## [WORK TASK]
In the lines below, look for "continue". Copy each line where it appears.

## [RECORDS FOR THE TASK]
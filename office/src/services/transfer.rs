//! CSV import and export for contacts and payments.
//!
//! Imports process rows one at a time in file order and never stop at the
//! first bad row; the outcome counts what happened to each row.

use crate::metrics;
use crate::services::ledger::{Contact, ContactDraft, LedgerError, LedgerService, PaymentDraft, parse_labels};
use crate::types::Money;
use chrono::{DateTime, NaiveDate, Utc};
use serde::{Deserialize, Serialize};
use thiserror::Error;

/// Default status for imported payments.
pub const IMPORTED_PAYMENT_STATUS: &str = "completed";
/// Default method for imported payments.
pub const IMPORTED_PAYMENT_METHOD: &str = "cash";

/// Failure of a whole import or export.
#[derive(Debug, Error)]
pub enum TransferError {
    /// The file has no usable header row.
    #[error("CSV file must start with a header row")]
    MissingHeader,

    /// The file could not be read or written as CSV.
    #[error("CSV error: {0}")]
    Csv(#[from] csv::Error),

    /// Export produced bytes that are not UTF-8.
    #[error("CSV export is not valid UTF-8")]
    Encoding(#[from] std::string::FromUtf8Error),

    /// Ledger read failed.
    #[error(transparent)]
    Ledger(#[from] LedgerError),
}

/// Counts reported by a contact import.
#[derive(Debug, Clone, Copy, Default, PartialEq, Eq, Serialize, Deserialize)]
pub struct ContactImport {
    /// New contacts created
    pub added: usize,
    /// Rows whose email already exists
    pub skipped: usize,
    /// Rows that could not be read or written
    pub failed: usize,
}

/// Counts reported by a payment import.
#[derive(Debug, Clone, Copy, Default, PartialEq, Eq, Serialize, Deserialize)]
pub struct PaymentImport {
    /// Payments created
    pub succeeded: usize,
    /// Rows without a known contact, with a bad amount or date, or rejected by the store
    pub failed: usize,
}

#[derive(Serialize)]
struct ContactCsvRow<'a> {
    id: String,
    first_name: &'a str,
    last_name: &'a str,
    email: &'a str,
    phone: &'a str,
    address_street: &'a str,
    address_city: &'a str,
    address_state: &'a str,
    address_zip: &'a str,
    labels: String,
    created_at: DateTime<Utc>,
}

impl<'a> From<&'a Contact> for ContactCsvRow<'a> {
    fn from(contact: &'a Contact) -> Self {
        Self {
            id: contact.id.to_string(),
            first_name: &contact.first_name,
            last_name: &contact.last_name,
            email: &contact.email,
            phone: &contact.phone,
            address_street: &contact.address_street,
            address_city: &contact.address_city,
            address_state: &contact.address_state,
            address_zip: &contact.address_zip,
            labels: contact.labels.join(","),
            created_at: contact.created_at,
        }
    }
}

#[derive(Serialize)]
struct PaymentCsvRow<'a> {
    contact_name: String,
    contact_email: &'a str,
    payment_date: NaiveDate,
    amount: Money,
    status: &'a str,
    payment_method: &'a str,
    notes: &'a str,
}

#[derive(Debug, Default, Deserialize)]
#[serde(default)]
struct ContactImportRow {
    first_name: String,
    last_name: String,
    email: String,
    phone: String,
    address_street: String,
    address_city: String,
    address_state: String,
    address_zip: String,
    labels: String,
}

impl From<ContactImportRow> for ContactDraft {
    fn from(row: ContactImportRow) -> Self {
        Self {
            labels: parse_labels(&row.labels),
            first_name: row.first_name,
            last_name: row.last_name,
            email: row.email,
            phone: row.phone,
            address_street: row.address_street,
            address_city: row.address_city,
            address_state: row.address_state,
            address_zip: row.address_zip,
        }
    }
}

#[derive(Debug, Default, Deserialize)]
#[serde(default)]
struct PaymentImportRow {
    contact_email: String,
    payment_date: String,
    amount: String,
    status: String,
    payment_method: String,
    notes: String,
}

fn non_empty(value: String, default: &str) -> String {
    if value.is_empty() { default.to_string() } else { value }
}

fn reader<'a>(input: &'a [u8], required: &[&str]) -> Result<csv::Reader<&'a [u8]>, TransferError> {
    let mut reader = csv::ReaderBuilder::new().flexible(true).from_reader(input);
    let headers = reader.headers()?;
    if !headers.iter().any(|h| required.contains(&h.trim())) {
        return Err(TransferError::MissingHeader);
    }
    Ok(reader)
}

/// Header row of the contact export, in field order of `ContactCsvRow`.
pub const CONTACT_COLUMNS: [&str; 11] = [
    "id",
    "first_name",
    "last_name",
    "email",
    "phone",
    "address_street",
    "address_city",
    "address_state",
    "address_zip",
    "labels",
    "created_at",
];

/// Header row of the payment export, in field order of `PaymentCsvRow`.
pub const PAYMENT_COLUMNS: [&str; 7] = [
    "contact_name",
    "contact_email",
    "payment_date",
    "amount",
    "status",
    "payment_method",
    "notes",
];

/// Writer that has already emitted `columns`, so an empty export still
/// carries its header.
fn csv_writer(columns: &[&str]) -> Result<csv::Writer<Vec<u8>>, TransferError> {
    let mut writer = csv::WriterBuilder::new()
        .has_headers(false)
        .from_writer(Vec::new());
    writer.write_record(columns)?;
    Ok(writer)
}

fn finish(writer: csv::Writer<Vec<u8>>) -> Result<String, TransferError> {
    let bytes = writer
        .into_inner()
        .map_err(|error| csv::Error::from(error.into_error()))?;
    Ok(String::from_utf8(bytes)?)
}

/// CSV import/export over the ledger.
#[derive(Clone)]
pub struct TransferService {
    ledger: LedgerService,
}

impl TransferService {
    /// Creates a new `TransferService`
    #[must_use]
    pub const fn new(ledger: LedgerService) -> Self {
        Self { ledger }
    }

    /// Every contact as CSV, labels joined with `,`.
    ///
    /// # Errors
    ///
    /// Ledger read or CSV write failures.
    #[tracing::instrument(skip(self))]
    pub async fn export_contacts(&self) -> Result<String, TransferError> {
        let contacts = self.ledger.list_contacts().await?;
        let mut writer = csv_writer(&CONTACT_COLUMNS)?;
        for contact in &contacts {
            writer.serialize(ContactCsvRow::from(contact))?;
        }
        tracing::info!(rows = contacts.len(), "Contacts exported");
        finish(writer)
    }

    /// Every payment as CSV with the paying contact's name and email.
    ///
    /// # Errors
    ///
    /// Ledger read or CSV write failures.
    #[tracing::instrument(skip(self))]
    pub async fn export_payments(&self) -> Result<String, TransferError> {
        let payments = self.ledger.list_payments().await?;
        let mut writer = csv_writer(&PAYMENT_COLUMNS)?;
        for payment in &payments {
            let contact = payment.contacts.as_ref();
            writer.serialize(PaymentCsvRow {
                contact_name: contact.map(|c| c.full_name()).unwrap_or_default(),
                contact_email: contact.map_or("", |c| c.email.as_str()),
                payment_date: payment.payment_date,
                amount: payment.amount,
                status: &payment.status,
                payment_method: &payment.payment_method,
                notes: &payment.notes,
            })?;
        }
        tracing::info!(rows = payments.len(), "Payments exported");
        finish(writer)
    }

    /// Import contacts, skipping rows whose email already exists.
    ///
    /// Rows with neither a first name nor an email are ignored. Email
    /// matching is exact, so a contact added earlier in the same file also
    /// causes later duplicates to be skipped.
    ///
    /// # Errors
    ///
    /// [`TransferError::MissingHeader`] when the header row names neither
    /// `first_name` nor `email`. Per-row problems are counted, not returned.
    #[tracing::instrument(skip(self, input), fields(bytes = input.len()))]
    pub async fn import_contacts(&self, input: &[u8]) -> Result<ContactImport, TransferError> {
        let mut reader = reader(input, &["first_name", "email"])?;
        let mut outcome = ContactImport::default();

        for (line, row) in reader.deserialize::<ContactImportRow>().enumerate() {
            let row = match row {
                Ok(row) => row,
                Err(error) => {
                    tracing::warn!(line = line + 2, %error, "Unreadable contact row");
                    outcome.failed += 1;
                    metrics::record_csv_row("contacts", "failed");
                    continue;
                },
            };
            if row.first_name.is_empty() && row.email.is_empty() {
                continue;
            }
            if !row.email.is_empty() {
                match self.ledger.find_contact_by_email(&row.email).await {
                    Ok(Some(_)) => {
                        outcome.skipped += 1;
                        metrics::record_csv_row("contacts", "skipped");
                        continue;
                    },
                    Ok(None) => {},
                    Err(error) => {
                        tracing::warn!(line = line + 2, %error, "Duplicate check failed");
                        outcome.failed += 1;
                        metrics::record_csv_row("contacts", "failed");
                        continue;
                    },
                }
            }
            match self.ledger.create_contact(row.into()).await {
                Ok(_) => {
                    outcome.added += 1;
                    metrics::record_csv_row("contacts", "added");
                },
                Err(error) => {
                    tracing::warn!(line = line + 2, %error, "Contact row rejected");
                    outcome.failed += 1;
                    metrics::record_csv_row("contacts", "failed");
                },
            }
        }

        tracing::info!(added = outcome.added, skipped = outcome.skipped, failed = outcome.failed, "Contact import finished");
        Ok(outcome)
    }

    /// Import payments, resolving each contact by exact email.
    ///
    /// Rows with an empty amount are ignored.
    ///
    /// # Errors
    ///
    /// [`TransferError::MissingHeader`] when the header row has no `amount`
    /// column. Per-row problems are counted, not returned.
    #[tracing::instrument(skip(self, input), fields(bytes = input.len()))]
    pub async fn import_payments(&self, input: &[u8]) -> Result<PaymentImport, TransferError> {
        let mut reader = reader(input, &["amount"])?;
        let mut outcome = PaymentImport::default();

        for (line, row) in reader.deserialize::<PaymentImportRow>().enumerate() {
            let line = line + 2;
            let result = match row {
                Ok(row) if row.amount.trim().is_empty() => continue,
                Ok(row) => self.import_payment(row).await,
                Err(error) => Err(error.to_string()),
            };
            match result {
                Ok(()) => {
                    outcome.succeeded += 1;
                    metrics::record_csv_row("payments", "added");
                },
                Err(reason) => {
                    tracing::warn!(line, %reason, "Payment row rejected");
                    outcome.failed += 1;
                    metrics::record_csv_row("payments", "failed");
                },
            }
        }

        tracing::info!(succeeded = outcome.succeeded, failed = outcome.failed, "Payment import finished");
        Ok(outcome)
    }

    async fn import_payment(&self, row: PaymentImportRow) -> Result<(), String> {
        let amount: Money = row.amount.parse()?;
        let payment_date = match row.payment_date.trim() {
            "" => None,
            date => Some(
                date.parse::<NaiveDate>()
                    .map_err(|e| format!("bad payment_date {date:?}: {e}"))?,
            ),
        };
        let contact = self
            .ledger
            .find_contact_by_email(&row.contact_email)
            .await
            .map_err(|e| e.to_string())?
            .ok_or_else(|| format!("no contact with email {:?}", row.contact_email))?;

        self.ledger
            .record_payment(
                PaymentDraft {
                    contact_id: contact.id,
                    amount,
                    payment_date,
                    status: Some(non_empty(row.status, IMPORTED_PAYMENT_STATUS)),
                    payment_method: Some(non_empty(row.payment_method, IMPORTED_PAYMENT_METHOD)),
                    notes: row.notes,
                    invoice_id: None,
                },
                "import",
            )
            .await
            .map(|_| ())
            .map_err(|e| e.to_string())
    }
}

## [EXPECTED ANSWER]
                    continue;
                continue;
                        continue;
                        continue;
                Ok(row) if row.amount.trim().is_empty() => continue,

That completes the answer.